L’arsenale della democrazia

La realtà dietro il nobile gesto era tuttavia un po’ più complessa. Indubbiamente le grandi industrie americane avevano superato gli effetti devastanti della crisi del 1929 ed erano già in ripresa, ma dal 1940/1941 ci fu invece una vera e propria accelerazione industriale con una crescita senza precedenti e nacque così «l’arsenale della democrazia», secondo un’espressione dello stesso Roosevelt. Gli aiuti non riguardarono solo armamenti in senso stretto, ma anche materie prime (soprattutto petrolio) o perfino materiale ferroviario.
Gli Stati Uniti, secondo uno schematico conteggio del 1945, fornirono beni per un ammontare complessivo di circa cinquanta miliardi di dollari dell’epoca, grosso modo – secondo una fonte internet inglese ¬– da moltiplicare oggi almeno per dieci per immaginare una cifra corrispondente al valore attuale. Indubbiamente, nonostante successive valutazioni dell’intervento fatte da storici (ovviamente non-americani), si trattò di un fatto determinante, senza il quale la guerra avrebbe potuto avere un esito diverso con conseguenze che possiamo solo immaginare.
«L’arsenale della democrazia», ai tempi di Eisenhower, si trasformò però poi nel «complesso militare-industriale», cosa ben diversa e che soprattutto produsse altre conseguenze.
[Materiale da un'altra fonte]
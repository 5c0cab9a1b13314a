//! Structured graph queries
//!
//! A query variant is data, not text: the same `GraphQuery` renders to
//! parameterized Cypher for a remote server and evaluates directly against
//! the in-memory [`GraphStore`](crate::graph::GraphStore).

use serde::{Deserialize, Serialize};

/// How a node pattern selects nodes by label
#[derive(Debug, Clone, PartialEq, Eq, Serialize, Deserialize)]
pub enum LabelMatch {
    /// Node carries exactly this label (case-sensitive)
    Exact(String),
    /// Node carries some label that contains this fragment, ignoring case
    Containing(String),
}

impl LabelMatch {
    pub fn exact(label: impl Into<String>) -> Self {
        LabelMatch::Exact(label.into())
    }

    pub fn containing(fragment: impl Into<String>) -> Self {
        LabelMatch::Containing(fragment.into())
    }

    /// Test a node's label set
    pub fn matches<S: AsRef<str>>(&self, labels: &[S]) -> bool {
        match self {
            LabelMatch::Exact(l) => labels.iter().any(|x| x.as_ref() == l),
            LabelMatch::Containing(fragment) => {
                let fragment = fragment.to_lowercase();
                labels.iter().any(|x| x.as_ref().to_lowercase().contains(&fragment))
            }
        }
    }
}

/// How a relationship pattern selects edges by type
#[derive(Debug, Clone, PartialEq, Eq, Serialize, Deserialize)]
pub enum RelationMatch {
    Type(String),
    AnyOf(Vec<String>),
    Any,
}

impl RelationMatch {
    pub fn matches(&self, edge_type: &str) -> bool {
        match self {
            RelationMatch::Type(t) => t == edge_type,
            RelationMatch::AnyOf(types) => types.iter().any(|t| t == edge_type),
            RelationMatch::Any => true,
        }
    }
}

/// Display-name comparison used when locating an entity
#[derive(Debug, Clone, Copy, PartialEq, Eq, Hash, Serialize, Deserialize)]
pub enum NameMatch {
    /// Byte-for-byte equality
    Exact,
    /// Equality after lowercasing both sides
    CaseInsensitive,
    /// The query is a substring of the name, ignoring case
    Contains,
}

impl NameMatch {
    pub fn matches(&self, candidate: &str, query: &str) -> bool {
        match self {
            NameMatch::Exact => candidate == query,
            NameMatch::CaseInsensitive => candidate.to_lowercase() == query.to_lowercase(),
            NameMatch::Contains => candidate.to_lowercase().contains(&query.to_lowercase()),
        }
    }

    pub fn as_str(&self) -> &'static str {
        match self {
            NameMatch::Exact => "exact",
            NameMatch::CaseInsensitive => "case-insensitive",
            NameMatch::Contains => "contains",
        }
    }
}

/// Which element of a traversal carries the weight property
#[derive(Debug, Clone, Copy, PartialEq, Eq, Serialize, Deserialize)]
pub enum WeightHolder {
    /// The relationship itself (keyword relevance scores)
    Relation,
    /// The node at the far end (publication citation counts)
    Target,
}

/// Where the ranking weight of a related item comes from
///
/// The first non-null property in `properties` wins; when all are missing
/// the weight is `default`, or null when there is no default.
#[derive(Debug, Clone, PartialEq, Serialize, Deserialize)]
pub struct WeightSpec {
    pub holder: WeightHolder,
    pub properties: Vec<String>,
    pub default: Option<f64>,
}

impl WeightSpec {
    pub fn new(holder: WeightHolder, properties: Vec<String>) -> Self {
        Self { holder, properties, default: None }
    }

    pub fn with_default(mut self, default: f64) -> Self {
        self.default = Some(default);
        self
    }
}

/// A single read query against the graph store
#[derive(Debug, Clone, PartialEq, Serialize, Deserialize)]
pub enum GraphQuery {
    /// Connectivity check. Columns: `message`
    Ping,

    /// Locate entities by display name.
    /// Columns: `id, name, labels, properties`
    FindEntity {
        label: LabelMatch,
        name_property: String,
        name: String,
        mode: NameMatch,
        limit: usize,
    },

    /// Top related nodes of an anchor, heaviest first, null weights last.
    /// Columns: `id, name, labels, properties, weight`
    Related {
        anchor_id: String,
        relation: RelationMatch,
        target_label: LabelMatch,
        name_property: String,
        weight: WeightSpec,
        limit: usize,
    },

    /// Unordered sample of display names. Columns: `name`
    SampleNames {
        label: LabelMatch,
        name_property: String,
        limit: usize,
    },

    /// Node labels in use. Columns: `label`
    Labels,

    /// Relationship types in use. Columns: `relationshipType`
    RelationshipTypes,

    /// Shape of one node: its property keys, outgoing relationship types and
    /// the labels of what it connects to.
    /// Columns: `name, properties, relationships, connected`
    Describe {
        anchor_id: String,
        name_property: String,
    },
}

impl GraphQuery {
    /// Short name for logs
    pub fn kind(&self) -> &'static str {
        match self {
            GraphQuery::Ping => "ping",
            GraphQuery::FindEntity { .. } => "find-entity",
            GraphQuery::Related { .. } => "related",
            GraphQuery::SampleNames { .. } => "sample-names",
            GraphQuery::Labels => "labels",
            GraphQuery::RelationshipTypes => "relationship-types",
            GraphQuery::Describe { .. } => "describe",
        }
    }
}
Il rapporto Gran Bretagna-Stati Uniti

Tra il 1942 e il 1945 la strettissima collaborazione tra Usa e Gran Bretagna, rinsaldata dalla fornitura di armamenti, oltre ad aiutare il superamento degli antichi e reciproci pregiudizi ancora esistenti tra l’antica potenza imperiale e l’ex colonia ribelle, condusse alla fine alla vittoria sul nazismo. Tuttavia, al prezzo incalcolabile in vite umane e sofferenze, sebbene se ne parli poco, si aggiunse un costo economico. Gli armamenti distrutti non potevano essere ‘restituiti’ e quelli danneggiati avevano un valore diverso da quello iniziale. Con discrezione fu insomma presentato un conto, anche se con molto tatto, nel senso che il contro valore ripagato fu all’circa un decimo della fornitura iniziale.
Del resto, durante la guerra, un incrociatore americano aveva già prelevato dal Sudafrica le ultime riserve auree della banca d’Inghilterra. Se il costo economico fu pesante, benché relativamente accettabile, il costo politico portò invece alla scomparsa del ruolo internazionale dell’impero britannico e all’ascesa di un altro impero che ben presto si comportò come tale. Fu il mancato appoggio americano alla sterlina sui mercati internazionali che fece fallire l’impresa anglo-francese a Suez nel 1956 decretando tra l’altro la fine del colonialismo, compreso quello inglese.

Anche gli armamenti generosamente concessi ad una democrazia in pericolo da un’altra democrazia amica alla fine ebbero comunque un costo, come tutte le cose.